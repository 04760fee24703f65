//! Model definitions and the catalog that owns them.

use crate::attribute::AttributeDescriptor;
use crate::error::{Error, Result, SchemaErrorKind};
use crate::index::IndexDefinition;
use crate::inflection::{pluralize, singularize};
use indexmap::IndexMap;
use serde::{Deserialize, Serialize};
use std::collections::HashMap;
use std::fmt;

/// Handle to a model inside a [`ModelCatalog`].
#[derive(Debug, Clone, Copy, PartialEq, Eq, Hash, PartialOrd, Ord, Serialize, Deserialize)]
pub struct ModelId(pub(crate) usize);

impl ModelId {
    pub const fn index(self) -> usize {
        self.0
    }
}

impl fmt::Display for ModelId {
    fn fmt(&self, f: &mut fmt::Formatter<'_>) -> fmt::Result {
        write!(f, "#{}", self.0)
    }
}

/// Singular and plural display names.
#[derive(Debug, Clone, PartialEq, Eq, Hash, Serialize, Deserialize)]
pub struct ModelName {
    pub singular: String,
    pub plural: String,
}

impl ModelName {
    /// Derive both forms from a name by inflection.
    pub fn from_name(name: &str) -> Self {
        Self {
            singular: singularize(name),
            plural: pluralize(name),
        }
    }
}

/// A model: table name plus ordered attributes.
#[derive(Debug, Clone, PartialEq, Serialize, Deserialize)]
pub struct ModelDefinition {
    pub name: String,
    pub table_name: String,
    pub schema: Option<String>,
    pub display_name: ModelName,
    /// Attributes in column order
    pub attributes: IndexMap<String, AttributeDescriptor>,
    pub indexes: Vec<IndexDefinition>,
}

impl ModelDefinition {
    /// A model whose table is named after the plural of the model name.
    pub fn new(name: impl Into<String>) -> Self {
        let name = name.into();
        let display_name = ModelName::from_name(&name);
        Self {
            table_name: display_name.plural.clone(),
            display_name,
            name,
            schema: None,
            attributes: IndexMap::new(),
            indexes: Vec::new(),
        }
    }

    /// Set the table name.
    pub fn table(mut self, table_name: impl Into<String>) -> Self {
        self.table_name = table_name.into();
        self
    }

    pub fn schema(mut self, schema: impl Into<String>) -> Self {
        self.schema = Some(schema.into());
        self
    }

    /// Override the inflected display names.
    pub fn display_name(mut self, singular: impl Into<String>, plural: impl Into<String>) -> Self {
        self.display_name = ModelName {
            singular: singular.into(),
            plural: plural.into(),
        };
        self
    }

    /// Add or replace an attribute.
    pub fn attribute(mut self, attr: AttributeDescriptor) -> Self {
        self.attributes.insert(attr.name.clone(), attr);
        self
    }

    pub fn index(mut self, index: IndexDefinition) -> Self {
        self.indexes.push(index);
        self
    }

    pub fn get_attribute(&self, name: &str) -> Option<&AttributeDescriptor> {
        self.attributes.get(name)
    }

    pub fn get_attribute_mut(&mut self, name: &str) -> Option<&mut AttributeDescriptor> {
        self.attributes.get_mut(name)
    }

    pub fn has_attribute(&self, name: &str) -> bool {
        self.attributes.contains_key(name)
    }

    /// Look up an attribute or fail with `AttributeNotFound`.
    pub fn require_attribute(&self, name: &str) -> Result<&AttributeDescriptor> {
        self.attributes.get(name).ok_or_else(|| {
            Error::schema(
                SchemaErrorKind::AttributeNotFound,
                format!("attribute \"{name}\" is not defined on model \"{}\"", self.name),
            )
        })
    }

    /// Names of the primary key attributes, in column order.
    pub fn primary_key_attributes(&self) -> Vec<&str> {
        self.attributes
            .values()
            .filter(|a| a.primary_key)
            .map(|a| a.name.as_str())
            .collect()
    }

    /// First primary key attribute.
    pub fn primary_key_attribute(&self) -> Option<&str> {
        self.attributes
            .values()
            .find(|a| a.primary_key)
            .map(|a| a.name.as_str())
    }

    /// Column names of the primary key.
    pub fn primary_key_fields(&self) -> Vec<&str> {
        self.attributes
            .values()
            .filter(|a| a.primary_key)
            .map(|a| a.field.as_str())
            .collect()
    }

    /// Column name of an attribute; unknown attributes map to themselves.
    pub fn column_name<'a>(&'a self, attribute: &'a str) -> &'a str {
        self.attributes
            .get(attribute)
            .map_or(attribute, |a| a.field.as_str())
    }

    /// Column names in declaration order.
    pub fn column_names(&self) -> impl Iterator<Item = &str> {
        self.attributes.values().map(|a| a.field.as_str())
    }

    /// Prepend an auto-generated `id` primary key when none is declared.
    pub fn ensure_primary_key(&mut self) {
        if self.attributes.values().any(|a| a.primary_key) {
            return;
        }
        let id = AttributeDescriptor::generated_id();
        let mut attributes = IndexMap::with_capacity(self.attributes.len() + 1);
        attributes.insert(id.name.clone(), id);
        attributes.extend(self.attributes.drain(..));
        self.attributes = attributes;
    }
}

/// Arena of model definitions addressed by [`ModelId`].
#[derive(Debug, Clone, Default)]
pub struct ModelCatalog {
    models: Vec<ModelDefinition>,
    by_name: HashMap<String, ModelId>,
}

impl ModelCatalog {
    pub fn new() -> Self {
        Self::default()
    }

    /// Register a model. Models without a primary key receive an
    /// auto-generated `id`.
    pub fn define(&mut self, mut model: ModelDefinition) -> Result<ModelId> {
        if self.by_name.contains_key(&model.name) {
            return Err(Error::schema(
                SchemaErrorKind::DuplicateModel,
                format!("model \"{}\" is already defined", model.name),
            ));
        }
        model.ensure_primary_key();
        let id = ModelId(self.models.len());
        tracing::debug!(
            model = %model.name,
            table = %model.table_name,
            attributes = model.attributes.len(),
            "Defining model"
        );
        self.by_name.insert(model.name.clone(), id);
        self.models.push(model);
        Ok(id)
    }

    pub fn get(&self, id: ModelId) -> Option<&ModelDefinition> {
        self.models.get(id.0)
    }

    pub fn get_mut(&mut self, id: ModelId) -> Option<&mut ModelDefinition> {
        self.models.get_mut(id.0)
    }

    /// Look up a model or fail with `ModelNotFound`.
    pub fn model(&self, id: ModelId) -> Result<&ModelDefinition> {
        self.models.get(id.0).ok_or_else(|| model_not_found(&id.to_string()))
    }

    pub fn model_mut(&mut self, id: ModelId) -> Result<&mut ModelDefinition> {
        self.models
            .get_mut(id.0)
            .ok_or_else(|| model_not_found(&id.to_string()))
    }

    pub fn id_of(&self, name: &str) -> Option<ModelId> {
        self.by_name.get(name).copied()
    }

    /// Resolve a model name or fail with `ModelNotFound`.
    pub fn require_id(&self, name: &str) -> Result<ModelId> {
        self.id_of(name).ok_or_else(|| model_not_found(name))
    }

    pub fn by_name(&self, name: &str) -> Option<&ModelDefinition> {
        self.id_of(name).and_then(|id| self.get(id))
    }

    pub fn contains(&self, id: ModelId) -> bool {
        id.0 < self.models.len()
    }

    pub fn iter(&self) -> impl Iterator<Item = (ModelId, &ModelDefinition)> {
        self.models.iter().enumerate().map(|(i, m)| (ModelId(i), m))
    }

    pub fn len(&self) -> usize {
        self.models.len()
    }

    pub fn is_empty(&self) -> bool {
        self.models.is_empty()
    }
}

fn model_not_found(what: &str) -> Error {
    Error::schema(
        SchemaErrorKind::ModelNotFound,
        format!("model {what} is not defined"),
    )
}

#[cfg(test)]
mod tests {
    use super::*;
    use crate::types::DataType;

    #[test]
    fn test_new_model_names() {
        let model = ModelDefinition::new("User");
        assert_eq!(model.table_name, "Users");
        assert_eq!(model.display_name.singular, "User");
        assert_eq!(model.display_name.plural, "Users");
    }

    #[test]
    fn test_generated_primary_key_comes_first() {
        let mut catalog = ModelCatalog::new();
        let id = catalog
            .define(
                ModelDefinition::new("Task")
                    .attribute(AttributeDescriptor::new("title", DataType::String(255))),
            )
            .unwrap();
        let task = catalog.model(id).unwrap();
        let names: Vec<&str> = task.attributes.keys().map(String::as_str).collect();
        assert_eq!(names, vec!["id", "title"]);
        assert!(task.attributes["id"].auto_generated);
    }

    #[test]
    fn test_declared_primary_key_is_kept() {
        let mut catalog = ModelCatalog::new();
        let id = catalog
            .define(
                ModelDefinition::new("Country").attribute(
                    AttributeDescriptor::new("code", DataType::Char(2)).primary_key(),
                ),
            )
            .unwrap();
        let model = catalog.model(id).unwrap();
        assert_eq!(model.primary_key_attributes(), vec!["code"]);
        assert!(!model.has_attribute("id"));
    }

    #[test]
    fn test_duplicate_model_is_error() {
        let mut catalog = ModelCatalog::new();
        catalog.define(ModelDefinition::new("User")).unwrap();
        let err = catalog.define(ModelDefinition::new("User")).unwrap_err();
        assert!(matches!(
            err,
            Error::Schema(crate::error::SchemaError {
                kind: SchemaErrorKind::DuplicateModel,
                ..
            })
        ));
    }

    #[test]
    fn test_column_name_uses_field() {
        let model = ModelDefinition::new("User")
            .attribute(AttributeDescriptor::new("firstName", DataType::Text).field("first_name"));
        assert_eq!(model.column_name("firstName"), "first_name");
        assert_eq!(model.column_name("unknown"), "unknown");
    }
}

+ + +

Read through the lines above and collect those that contain the string "HashMap".

use std::collections::HashMap;
    by_name: HashMap<String, ModelId>,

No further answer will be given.